▸ Task description
Give every line from the entries that contains "chars".

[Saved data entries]
§

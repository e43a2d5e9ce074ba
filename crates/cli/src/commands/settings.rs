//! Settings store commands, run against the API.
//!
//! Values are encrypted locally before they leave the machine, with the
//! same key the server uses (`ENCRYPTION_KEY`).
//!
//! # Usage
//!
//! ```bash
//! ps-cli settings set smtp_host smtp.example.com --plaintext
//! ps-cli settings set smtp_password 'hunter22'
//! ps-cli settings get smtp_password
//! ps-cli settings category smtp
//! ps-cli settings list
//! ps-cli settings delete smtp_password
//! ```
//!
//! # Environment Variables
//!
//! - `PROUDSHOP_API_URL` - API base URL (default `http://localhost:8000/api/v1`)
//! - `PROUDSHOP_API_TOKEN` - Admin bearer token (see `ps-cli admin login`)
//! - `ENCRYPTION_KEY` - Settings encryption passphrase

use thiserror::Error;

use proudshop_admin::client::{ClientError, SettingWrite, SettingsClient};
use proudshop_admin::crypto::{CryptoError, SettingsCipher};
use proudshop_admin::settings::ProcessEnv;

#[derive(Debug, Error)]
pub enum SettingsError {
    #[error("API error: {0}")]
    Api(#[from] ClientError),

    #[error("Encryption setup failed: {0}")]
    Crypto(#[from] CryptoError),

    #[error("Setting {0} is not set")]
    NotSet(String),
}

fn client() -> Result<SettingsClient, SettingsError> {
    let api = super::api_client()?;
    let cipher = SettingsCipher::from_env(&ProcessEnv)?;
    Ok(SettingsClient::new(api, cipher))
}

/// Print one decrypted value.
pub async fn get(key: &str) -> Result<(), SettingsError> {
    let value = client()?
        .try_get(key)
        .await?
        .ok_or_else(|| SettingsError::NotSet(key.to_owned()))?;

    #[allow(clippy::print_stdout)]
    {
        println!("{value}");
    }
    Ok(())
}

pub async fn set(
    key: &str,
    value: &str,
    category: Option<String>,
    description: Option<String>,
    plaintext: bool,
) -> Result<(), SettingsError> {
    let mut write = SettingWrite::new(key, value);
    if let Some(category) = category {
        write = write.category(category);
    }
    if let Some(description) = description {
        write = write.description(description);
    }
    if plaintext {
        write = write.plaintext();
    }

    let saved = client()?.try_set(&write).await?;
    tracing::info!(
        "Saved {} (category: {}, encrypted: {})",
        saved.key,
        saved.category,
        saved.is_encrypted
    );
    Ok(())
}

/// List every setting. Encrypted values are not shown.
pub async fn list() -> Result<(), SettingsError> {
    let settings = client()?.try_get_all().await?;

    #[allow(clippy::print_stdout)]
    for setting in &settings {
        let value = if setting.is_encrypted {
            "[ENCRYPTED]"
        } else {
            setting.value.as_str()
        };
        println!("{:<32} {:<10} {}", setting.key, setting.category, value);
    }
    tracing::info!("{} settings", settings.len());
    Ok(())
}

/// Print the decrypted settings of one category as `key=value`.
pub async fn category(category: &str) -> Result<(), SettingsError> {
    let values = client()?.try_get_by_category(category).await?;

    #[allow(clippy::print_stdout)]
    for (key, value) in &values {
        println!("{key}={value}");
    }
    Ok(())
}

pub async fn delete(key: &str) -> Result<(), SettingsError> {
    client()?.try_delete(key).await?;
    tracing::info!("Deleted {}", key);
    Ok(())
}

§

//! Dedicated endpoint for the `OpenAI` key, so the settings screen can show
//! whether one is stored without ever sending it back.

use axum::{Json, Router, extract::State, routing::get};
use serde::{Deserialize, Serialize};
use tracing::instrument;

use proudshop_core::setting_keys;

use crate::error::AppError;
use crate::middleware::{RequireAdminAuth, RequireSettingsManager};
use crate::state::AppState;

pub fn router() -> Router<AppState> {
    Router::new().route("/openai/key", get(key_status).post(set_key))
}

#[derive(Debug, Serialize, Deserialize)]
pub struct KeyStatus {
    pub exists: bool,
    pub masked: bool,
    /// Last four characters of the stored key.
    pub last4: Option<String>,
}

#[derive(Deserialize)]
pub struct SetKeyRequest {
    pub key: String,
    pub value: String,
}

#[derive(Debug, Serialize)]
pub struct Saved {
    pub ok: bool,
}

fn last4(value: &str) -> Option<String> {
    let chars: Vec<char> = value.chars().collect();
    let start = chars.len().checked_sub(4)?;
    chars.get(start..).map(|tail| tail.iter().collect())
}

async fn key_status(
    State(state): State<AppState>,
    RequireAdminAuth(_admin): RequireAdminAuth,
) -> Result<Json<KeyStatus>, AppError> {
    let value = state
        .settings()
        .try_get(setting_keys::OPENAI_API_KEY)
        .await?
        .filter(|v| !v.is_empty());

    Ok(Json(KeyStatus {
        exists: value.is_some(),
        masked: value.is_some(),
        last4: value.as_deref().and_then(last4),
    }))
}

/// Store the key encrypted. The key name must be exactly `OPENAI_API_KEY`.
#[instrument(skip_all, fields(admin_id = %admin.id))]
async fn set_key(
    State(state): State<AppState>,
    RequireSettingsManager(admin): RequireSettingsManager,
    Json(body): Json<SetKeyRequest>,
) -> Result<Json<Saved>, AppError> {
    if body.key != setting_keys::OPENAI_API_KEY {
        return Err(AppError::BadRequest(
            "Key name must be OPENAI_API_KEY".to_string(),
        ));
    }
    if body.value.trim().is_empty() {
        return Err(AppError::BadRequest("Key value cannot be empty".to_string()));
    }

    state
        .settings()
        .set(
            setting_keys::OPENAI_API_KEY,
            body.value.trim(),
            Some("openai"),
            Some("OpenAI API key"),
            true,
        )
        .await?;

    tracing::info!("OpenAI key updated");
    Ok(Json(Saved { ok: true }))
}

§

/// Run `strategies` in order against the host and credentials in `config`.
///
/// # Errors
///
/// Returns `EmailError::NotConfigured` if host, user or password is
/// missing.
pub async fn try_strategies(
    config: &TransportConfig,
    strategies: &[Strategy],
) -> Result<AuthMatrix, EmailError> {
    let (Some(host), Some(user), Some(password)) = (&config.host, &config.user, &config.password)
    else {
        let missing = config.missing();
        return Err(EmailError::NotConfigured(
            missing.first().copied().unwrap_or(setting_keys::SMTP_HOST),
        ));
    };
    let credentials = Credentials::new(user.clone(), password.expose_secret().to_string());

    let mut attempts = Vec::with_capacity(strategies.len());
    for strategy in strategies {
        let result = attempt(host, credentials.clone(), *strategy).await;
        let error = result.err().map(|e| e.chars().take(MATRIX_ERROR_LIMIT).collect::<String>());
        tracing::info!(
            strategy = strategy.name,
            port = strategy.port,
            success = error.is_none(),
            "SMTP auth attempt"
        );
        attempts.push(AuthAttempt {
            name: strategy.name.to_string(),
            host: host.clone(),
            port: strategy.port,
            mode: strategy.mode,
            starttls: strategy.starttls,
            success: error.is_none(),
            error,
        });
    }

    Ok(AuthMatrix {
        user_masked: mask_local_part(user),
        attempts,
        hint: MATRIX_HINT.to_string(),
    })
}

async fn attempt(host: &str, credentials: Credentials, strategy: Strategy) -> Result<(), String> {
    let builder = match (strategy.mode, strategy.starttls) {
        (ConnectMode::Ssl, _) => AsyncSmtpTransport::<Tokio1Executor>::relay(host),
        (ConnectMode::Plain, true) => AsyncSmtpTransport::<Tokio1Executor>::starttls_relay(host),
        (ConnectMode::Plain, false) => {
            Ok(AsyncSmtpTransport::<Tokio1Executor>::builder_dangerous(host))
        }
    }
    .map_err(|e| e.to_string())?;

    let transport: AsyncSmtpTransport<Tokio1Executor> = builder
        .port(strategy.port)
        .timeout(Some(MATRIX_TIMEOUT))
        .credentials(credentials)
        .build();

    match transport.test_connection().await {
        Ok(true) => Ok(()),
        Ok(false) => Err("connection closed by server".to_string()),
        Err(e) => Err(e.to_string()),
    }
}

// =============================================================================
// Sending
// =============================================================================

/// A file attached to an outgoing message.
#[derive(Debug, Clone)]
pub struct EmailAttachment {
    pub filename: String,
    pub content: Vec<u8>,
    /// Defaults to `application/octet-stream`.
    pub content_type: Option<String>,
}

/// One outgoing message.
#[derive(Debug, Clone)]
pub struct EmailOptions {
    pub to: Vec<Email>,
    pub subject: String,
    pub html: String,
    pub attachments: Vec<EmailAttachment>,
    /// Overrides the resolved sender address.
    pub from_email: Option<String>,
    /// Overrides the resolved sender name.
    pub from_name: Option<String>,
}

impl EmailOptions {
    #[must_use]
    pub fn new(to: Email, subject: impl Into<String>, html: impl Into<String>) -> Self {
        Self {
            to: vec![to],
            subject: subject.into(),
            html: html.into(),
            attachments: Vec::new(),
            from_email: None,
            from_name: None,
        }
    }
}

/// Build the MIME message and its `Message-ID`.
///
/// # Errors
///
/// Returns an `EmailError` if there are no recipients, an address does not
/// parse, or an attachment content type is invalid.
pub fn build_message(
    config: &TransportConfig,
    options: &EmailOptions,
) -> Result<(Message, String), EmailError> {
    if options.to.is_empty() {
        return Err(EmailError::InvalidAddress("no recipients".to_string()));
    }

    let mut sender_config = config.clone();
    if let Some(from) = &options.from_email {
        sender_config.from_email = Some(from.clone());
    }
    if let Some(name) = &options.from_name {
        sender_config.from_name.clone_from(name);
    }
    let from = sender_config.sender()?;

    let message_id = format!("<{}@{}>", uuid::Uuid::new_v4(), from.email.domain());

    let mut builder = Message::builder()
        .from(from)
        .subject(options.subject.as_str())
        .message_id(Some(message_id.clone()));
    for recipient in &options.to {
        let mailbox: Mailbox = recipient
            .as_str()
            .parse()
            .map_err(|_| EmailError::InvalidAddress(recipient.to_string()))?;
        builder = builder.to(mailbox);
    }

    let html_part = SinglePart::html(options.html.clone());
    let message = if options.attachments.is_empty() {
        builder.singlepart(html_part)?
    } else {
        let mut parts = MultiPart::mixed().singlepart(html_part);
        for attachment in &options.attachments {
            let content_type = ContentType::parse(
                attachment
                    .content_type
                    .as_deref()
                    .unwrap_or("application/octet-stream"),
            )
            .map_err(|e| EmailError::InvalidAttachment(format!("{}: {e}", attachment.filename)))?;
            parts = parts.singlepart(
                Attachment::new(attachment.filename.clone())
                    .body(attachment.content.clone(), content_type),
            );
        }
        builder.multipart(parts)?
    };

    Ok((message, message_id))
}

§

▸ Response area
    let chars: Vec<char> = value.chars().collect();
    let start = chars.len().checked_sub(4)?;
    chars.get(start..).map(|tail| tail.iter().collect())
        let error = result.err().map(|e| e.chars().take(MATRIX_ERROR_LIMIT).collect::<String>());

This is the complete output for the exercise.